Candle wax contains about 46 kilojoules per gram (reference), and a watt-hour equals 3600 Joules (reference).  Together, all of that means that one 50-gram candle contains about (50 grams x 46,000 Joules/gram / 3600 Joules/watt-hour =) 640 watt-hours of energy.  Restated, one nine-hour candle contains about 80 times as much total energy as two AA alkaline cells.

This shouldn’t be a surprise.  In fact, it’s probably conservative, given that gasoline is cited as being somewhere between 50 and 100 times as energy-dense as lithium batteries, depending on the metric and the source of the comparison.

So, candles as heaters, great concept.  Candles as a light source, not so much.

Finally, we can roughly infer just how inefficient candles are at converting chemical energy into light.   A typical figure for modern LED efficiency is 30%.  That is, 30% of the electrical energy ends up as light, the rest ends up as heat.  All told, that nine-hour candle has 80 times as much energy, and produces one-tenth the light.  Which means that if an LED is 30% efficient, then a candle is about 0.04% efficient.  Which, surprisingly, is quite close to a quoted figure of 0.05% (reference). In other words, 99.9+% of the energy in the candle wax is converted to heat, not light.

That said, per unit of weight, as a heat source, candles are no better than any other hydrocarbon.  Other than an ability to burn them quite slowly, there doesn’t seem to be any advantage to using candles as a heat source rather than (e.g.) gasoline, kerosene, propane, butane, etc.


Addendum:  Can’t I just add a mantle?

Source:  Amazon

Traditional kerosene lanterns are also incredibly inefficient at converting fuel to light.

But more than a century ago, the dismal inefficiency of a traditional flat-wick kerosene lamp was improved by the addition of an incandescent mantle.  A modern kerosene lamp works not by producing light directly, but by heating the mantle until it glows.  Aladdin kerosene lamps, for example, are unpressurized kerosene lamps that use a mantle.  They produce about four times as much light as traditional flat-wick kerosene lamps, per gallon of fuel (reference).

The use of an incandescent mantle is standard for all modern lights powered by burning hydrocarbons.  Next time you see a decorative natural gas light, look closely, and you’ll see a mantle over the flame.  Burning natural gas, by itself, produces almost no light.  The light you see from a gas lamp is the light of the glowing mantle, heated by the burning natural gas.

So, why not stick a mantle in a candle lantern?  Near as I can tell, the flame from burning wax is just as hot as the flame from burning kerosene.
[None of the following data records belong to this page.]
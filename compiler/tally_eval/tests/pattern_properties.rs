//! Property-based tests for dice patterns and standard rolls.

#![allow(clippy::unwrap_used, clippy::expect_used, reason = "Tests can panic")]
#![allow(
    clippy::doc_markdown,
    clippy::uninlined_format_args,
    reason = "Proptest macros generate code with these patterns"
)]

use proptest::prelude::*;
use tally_eval::{DicePattern, RandomSource, StandardDice};
use tally_value::DataValue;

proptest! {
    #[test]
    fn omitted_optional_argument_takes_default(default in 0i64..1000, sides in 1i64..10_000) {
        let template = format!("#{{number:{default}}}d#{{sides}}");
        let pattern = DicePattern::new(&template, true).unwrap();

        let notation = format!("d{sides}");
        prop_assert!(pattern.matches(&notation));
        let args = pattern.extract_args(&notation).unwrap();
        prop_assert_eq!(args.get("number"), Some(default));
        prop_assert_eq!(args.get("sides"), Some(sides));
    }

    #[test]
    fn present_arguments_are_parsed(number in 0i64..1000, sides in 1i64..10_000) {
        let pattern = DicePattern::new("#{number:1}d#{sides}", true).unwrap();
        let args = pattern.extract_args(&format!("{number}D{sides}")).unwrap();
        prop_assert_eq!(args.get("number"), Some(number));
        prop_assert_eq!(args.get("sides"), Some(sides));
    }

    #[test]
    fn standard_rolls_stay_in_range(seed in any::<u64>(), number in 0i64..40, sides in 1i64..100) {
        let random = RandomSource::seeded(seed);
        let value = StandardDice::roll_values(&random, number, sides, false, true).unwrap();
        let result = value.as_roll_result().unwrap();

        let rolls: Vec<i64> = result
            .individual_values()
            .iter()
            .map(|v| v.as_long().unwrap())
            .collect();
        prop_assert_eq!(rolls.len(), usize::try_from(number).unwrap());
        prop_assert!(rolls.iter().all(|r| (1..=sides).contains(r)));
        prop_assert_eq!(result.value(), &DataValue::long(rolls.iter().sum()));
    }
}
//! Host callables behind extension functions and dice.

use std::fmt;
use std::sync::Arc;

use tally_value::{Dictionary, EvalResult};

use crate::context::ScriptContext;

/// Something an extension engine hands back for the core to invoke.
///
/// Arguments arrive by parameter name. Dice callables also receive the
/// `__verbose` and `__summed` flags.
pub trait ExtensionCallable: Send + Sync {
    fn call(&self, context: &mut ScriptContext, args: &Dictionary) -> EvalResult;
}

impl<F> ExtensionCallable for F
where
    F: Fn(&mut ScriptContext, &Dictionary) -> EvalResult + Send + Sync,
{
    fn call(&self, context: &mut ScriptContext, args: &Dictionary) -> EvalResult {
        self(context, args)
    }
}

/// Cheaply clonable handle to a callable.
#[derive(Clone)]
pub struct ExtensionHandle(Arc<dyn ExtensionCallable>);

impl ExtensionHandle {
    pub fn new(callable: impl ExtensionCallable + 'static) -> Self {
        ExtensionHandle(Arc::new(callable))
    }

    /// Wrap a closure. Its argument and return types are inferred.
    pub fn from_fn<F>(callable: F) -> Self
    where
        F: Fn(&mut ScriptContext, &Dictionary) -> EvalResult + Send + Sync + 'static,
    {
        ExtensionHandle(Arc::new(callable))
    }

    pub fn call(&self, context: &mut ScriptContext, args: &Dictionary) -> EvalResult {
        self.0.call(context, args)
    }
}

impl fmt::Debug for ExtensionHandle {
    fn fmt(&self, f: &mut fmt::Formatter<'_>) -> fmt::Result {
        f.write_str("ExtensionHandle(..)")
    }
}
I’m pretty sure that the issue isn’t so much the temperature of the flame, as it is the total amount of heat produced.  Both Coleman (pressurized) and Aladdin (unpressurized) lamps burn about three ounces of fuel, per burner, per hour.  That works out to roughly 65 grams of hydrocarbons burned, per hour, or roughly 10 times the burn rate for my nine-hour candles.  Plausibly, if I put a Coleman lantern mantle over my candle, I could get a little spot to glow.  But there’s no way I’m going to get that entire mantle to glow with just the energy input of a nine-hour candle.

Addendum to addendum: Well, I couldn’t just leave it like that, so I bought a Coleman lantern mantle and tried it.  Turns out that the only part of the candle flame hot enough to make the mantle glow is a tiny bit of it, right in the heart of the flame.  With that, you can get a piece of the mantle about the size of a match head to glow. 

The upshot is that a mantle is totally impractical for a candle lantern.  You have to suspend a tiny piece of the fragile burnt mantle literally inside the candle flame.  And then, you get a modest increase in light output.  Even if you could set that up and make it work, that fragile piece of mantle would never survive even the slightest bump.